DETROIT -- General Motors' tentative health care deal with the UAW is just one step in the automaker's recovery plan, CEO Rick Wagoner said Monday.
Deal saves billions
The GM-UAW health care agreement announced Monday will save the automaker $3 billion annually on an accounting basis and $1 billion in cash. But Wagoner said he remains wary of out-of-control health care legislation. He called for federal officials to take action.
"We would really like to see more focus and action on this issue from elected officials, particularly in Washington," he said.
GM says the deal reached early Monday will cut $15 billion from its health care liability for 750,000 retired workers and their families.
GM did not release details of the plan but said the deal must be ratified by UAW workers -- a sign that the union, in a precedent-setting move, reopened its four-year contract with the automaker. That contract is set to expire in 2007.
To compensate for the cut in health care coverage, GM agreed to contribute as much as $3 billion to an insurance fund for hourly retirees. GM said it expects to make $1 billion contributions to the fund in 2006, 2007 and 2011.

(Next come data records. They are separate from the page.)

//! Terminal messages for the CLI.
//!
//! # Examples
//!
//! ```
//! use docmerge::output::formatter::OutputFormatter;
//!
//! let formatter = OutputFormatter::new(false, false);
//! formatter.info("Reading 3 files");
//! formatter.success("Wrote merged.pdf");
//! ```

use crate::document::{DocumentHandle, DocumentStatus};
use crate::utils::format_file_size;
use std::io::{self, IsTerminal};

/// Kind of message.
#[derive(Debug, Clone, Copy, PartialEq, Eq)]
pub enum MessageLevel {
    /// Plain information.
    Info,
    /// Something finished.
    Success,
    /// Absorbed problem.
    Warning,
    /// Failure.
    Error,
    /// Verbose detail.
    Debug,
}

impl MessageLevel {
    fn prefix(&self) -> &'static str {
        match self {
            Self::Info => "",
            Self::Success => "✓ ",
            Self::Warning => "⚠ ",
            Self::Error => "✗ ",
            Self::Debug => "→ ",
        }
    }

    fn color(&self) -> Option<&'static str> {
        match self {
            Self::Info => None,
            Self::Success => Some("\x1b[32m"),
            Self::Warning => Some("\x1b[33m"),
            Self::Error => Some("\x1b[31m"),
            Self::Debug => Some("\x1b[36m"),
        }
    }

    fn to_stderr(&self) -> bool {
        matches!(self, Self::Warning | Self::Error)
    }
}

/// Writes user-facing messages honoring quiet and verbose modes.
///
/// Warnings and errors go to stderr and are never suppressed.
#[derive(Debug, Clone)]
pub struct OutputFormatter {
    quiet: bool,
    verbose: bool,
    colored: bool,
}

impl OutputFormatter {
    /// Formatter with explicit modes. Color is used on a terminal only.
    pub fn new(quiet: bool, verbose: bool) -> Self {
        Self {
            quiet,
            verbose,
            colored: io::stdout().is_terminal() && std::env::var_os("TERM").is_some(),
        }
    }

    /// Only warnings and errors.
    pub fn quiet() -> Self {
        Self::new(true, false)
    }

    /// Everything, including details.
    pub fn verbose() -> Self {
        Self::new(false, true)
    }

    /// Whether quiet mode is on.
    pub fn is_quiet(&self) -> bool {
        self.quiet
    }

    /// Whether verbose mode is on.
    pub fn is_verbose(&self) -> bool {
        self.verbose
    }

    /// Informational message.
    pub fn info(&self, message: &str) {
        if !self.quiet {
            self.emit(MessageLevel::Info, message);
        }
    }

    /// Success message.
    pub fn success(&self, message: &str) {
        if !self.quiet {
            self.emit(MessageLevel::Success, message);
        }
    }

    /// Warning, shown even in quiet mode.
    pub fn warning(&self, message: &str) {
        self.emit(MessageLevel::Warning, message);
    }

    /// Error, always shown.
    pub fn error(&self, message: &str) {
        self.emit(MessageLevel::Error, message);
    }

    /// Verbose-only message.
    pub fn debug(&self, message: &str) {
        if self.verbose {
            self.emit(MessageLevel::Debug, message);
        }
    }

    /// Blank line followed by a title.
    pub fn section(&self, title: &str) {
        if !self.quiet {
            println!("\n{title}");
        }
    }

    /// Indented `label: value`, verbose only.
    pub fn detail(&self, label: &str, value: &str) {
        if self.verbose {
            println!("  {label}: {value}");
        }
    }

    /// Numbered list entry.
    pub fn list_item(&self, index: usize, message: &str) {
        if !self.quiet {
            println!("  {index}. {message}");
        }
    }

    /// The text [`emit`](Self::emit) would print, without color.
    pub fn render(&self, level: MessageLevel, message: &str) -> String {
        format!("{}{message}", level.prefix())
    }

    fn emit(&self, level: MessageLevel, message: &str) {
        let text = self.render(level, message);
        let line = match level.color() {
            Some(color) if self.colored => format!("{color}{text}\x1b[0m"),
            _ => text,
        };
        if level.to_stderr() {
            eprintln!("{line}");
        } else {
            println!("{line}");
        }
    }
}

impl Default for OutputFormatter {
    fn default() -> Self {
        Self::new(false, false)
    }
}

/// One-line description of a document: name, format, size and state.
pub fn document_line(handle: &DocumentHandle) -> String {
    let format = handle
        .format
        .map_or_else(|| "unknown".to_string(), |f| f.to_string());
    let size = format_file_size(handle.size);

    match (handle.status(), &handle.error) {
        (DocumentStatus::Error, Some(error)) if handle.excluded => {
            format!("{} [{format}, {size}] excluded: {}", handle.name, error.title)
        }
        (DocumentStatus::Error, Some(error)) => {
            format!("{} [{format}, {size}] problem: {}", handle.name, error.title)
        }
        (status, _) => format!("{} [{format}, {size}] {status}", handle.name),
    }
}

#[cfg(test)]
mod tests {
    use super::*;
    use crate::classify::{ClassifiedError, ErrorCode};
    use crate::document::PipelineStage;
    use crate::format::{FileInput, LogicalFormat};

    #[test]
    fn test_modes() {
        let formatter = OutputFormatter::quiet();
        assert!(formatter.is_quiet());
        assert!(!formatter.is_verbose());

        let formatter = OutputFormatter::verbose();
        assert!(!formatter.is_quiet());
        assert!(formatter.is_verbose());
    }

    #[test]
    fn test_render_prefixes() {
        let formatter = OutputFormatter::default();
        assert_eq!(formatter.render(MessageLevel::Info, "hi"), "hi");
        assert_eq!(formatter.render(MessageLevel::Success, "done"), "✓ done");
        assert_eq!(formatter.render(MessageLevel::Error, "bad"), "✗ bad");
    }

    #[test]
    fn test_document_line_states() {
        let mut handle = DocumentHandle::new(FileInput::from_name("a.txt", vec![b'x'; 2048]));
        handle.format = Some(LogicalFormat::Txt);
        handle.advance(PipelineStage::Processed, 1.0);
        assert_eq!(document_line(&handle), "a.txt [txt, 2.00 KB] processed");

        handle.fail(ClassifiedError::new(ErrorCode::FileCorrupted));
        assert!(document_line(&handle).contains("problem:"));

        handle.excluded = true;
        assert!(document_line(&handle).contains("excluded:"));
    }
}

In other cost-cutting efforts, GM set a target of reducing its costs for materials by $2 billion in 2006. When the amount is offset by upgrades to its products, GM said the savings would total $1 billion.

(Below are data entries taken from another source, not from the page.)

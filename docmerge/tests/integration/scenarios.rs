//! End-to-end merges through a session.

use docmerge::merge::FormatReason;
use docmerge::{FileInput, JobStatus, LogicalFormat, MergeOptions, NoopObserver};

use crate::common::{corrupt_pdf, csv, docx, page_contains, page_count, pdf, processed_session};

#[tokio::test]
async fn test_pdfs_merge_page_for_page() {
    let mut session = processed_session(vec![
        FileInput::from_name("two.pdf", pdf("two", 2)),
        FileInput::from_name("three.pdf", pdf("three", 3)),
        FileInput::from_name("five.pdf", pdf("five", 5)),
    ])
    .await;

    let job = session
        .merge(MergeOptions::default(), &NoopObserver)
        .await
        .unwrap();
    assert_eq!(job.status, JobStatus::Completed);
    assert_eq!(job.output_format, LogicalFormat::Pdf);
    assert_eq!(job.format_reason, FormatReason::SingleFormat);

    let data = session.output().and_then(|h| h.data()).unwrap();
    assert_eq!(page_count(&data), 10);
    assert!(page_contains(&data, 1, "two page 1"));
    assert!(page_contains(&data, 3, "three page 1"));
    assert!(page_contains(&data, 10, "five page 5"));
}

#[tokio::test]
async fn test_word_documents_are_redirected_to_pdf() {
    let mut session = processed_session(vec![
        FileInput::from_name("intro.docx", docx(&["Introduction", "Some opening words."])),
        FileInput::from_name("body.docx", docx(&["Body", "The main argument."])),
    ])
    .await;

    let job = session
        .merge(MergeOptions::default(), &NoopObserver)
        .await
        .unwrap();
    assert_eq!(job.status, JobStatus::Completed);
    assert_eq!(job.output_format, LogicalFormat::Pdf);
    assert_eq!(job.format_reason, FormatReason::MultiWordRedirect);

    let output = session.output().and_then(|h| h.output()).unwrap();
    assert!(output.data.starts_with(b"%PDF-"));
    assert_eq!(output.file_name, "merged.pdf");
    assert!(page_count(&output.data) >= 2);
}

#[tokio::test]
async fn test_text_follows_pdf_pages() {
    let mut session = processed_session(vec![
        FileInput::from_name("report.pdf", pdf("report", 2)),
        FileInput::from_name("notes.txt", b"closing notes".to_vec()),
    ])
    .await;

    let job = session
        .merge(MergeOptions::default(), &NoopObserver)
        .await
        .unwrap();
    assert_eq!(job.output_format, LogicalFormat::Pdf);
    assert_eq!(job.format_reason, FormatReason::CrossFormat);

    let data = session.output().and_then(|h| h.data()).unwrap();
    assert_eq!(page_count(&data), 3);
    assert!(page_contains(&data, 1, "report page 1"));
    assert!(page_contains(&data, 2, "report page 2"));
    assert!(page_contains(&data, 3, "closing notes"));
}

#[tokio::test]
async fn test_csv_header_kept_once() {
    let first: &[&[&str]] = &[&["name", "qty"], &["apples", "3"], &["pears", "5"]];
    let second: &[&[&str]] = &[&["name", "qty"], &["plums", "7"]];
    let mut session = processed_session(vec![
        FileInput::from_name("a.csv", csv(first)),
        FileInput::from_name("b.csv", csv(second)),
    ])
    .await;

    let options = MergeOptions {
        include_headers: true,
        skip_duplicate_headers: true,
        ..Default::default()
    };
    let job = session.merge(options, &NoopObserver).await.unwrap();
    assert_eq!(job.output_format, LogicalFormat::Csv);

    let data = session.output().and_then(|h| h.data()).unwrap();
    let text = String::from_utf8(data.to_vec()).unwrap();
    let rows: Vec<&str> = text.lines().collect();
    assert_eq!(rows.len(), 1 + (first.len() - 1) + (second.len() - 1));
    assert_eq!(rows, vec!["name,qty", "apples,3", "pears,5", "plums,7"]);
}

#[tokio::test]
async fn test_corrupt_pdf_is_skipped() {
    let mut session = processed_session(vec![
        FileInput::from_name("good-1.pdf", pdf("good", 2)),
        FileInput::from_name("broken.pdf", corrupt_pdf()),
        FileInput::from_name("good-2.pdf", pdf("fine", 1)),
    ])
    .await;

    let job = session
        .merge(MergeOptions::default(), &NoopObserver)
        .await
        .unwrap();
    assert_eq!(job.status, JobStatus::Completed);
    assert!(job.warnings.iter().any(|w| w.contains("broken.pdf")));

    let data = session.output().and_then(|h| h.data()).unwrap();
    assert_eq!(page_count(&data), 3);
    assert!(page_contains(&data, 3, "fine page 1"));
}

Third quarter loss hits $1.6 billion
GM, which lost more than $1.4 billion in the first half of the year, posted a third-quarter loss of $1.6 billion, or $2.89 a share.
Excluding special items -- including a charge of $805 million for asset impairments primarily in North America and Europe and restructuring charges at GM Europe of $56 million -- the third-quarter loss was $1.92 per share, much worse than the average loss forecast of 81 cents a share among analysts polled by Reuters Estimates.
Quarterly revenue rose more than 5 percent to $47.2 billion.
GM said it aims to cut materials costs by a net $1 billion next year as part of broad-based efforts to turn around its operations.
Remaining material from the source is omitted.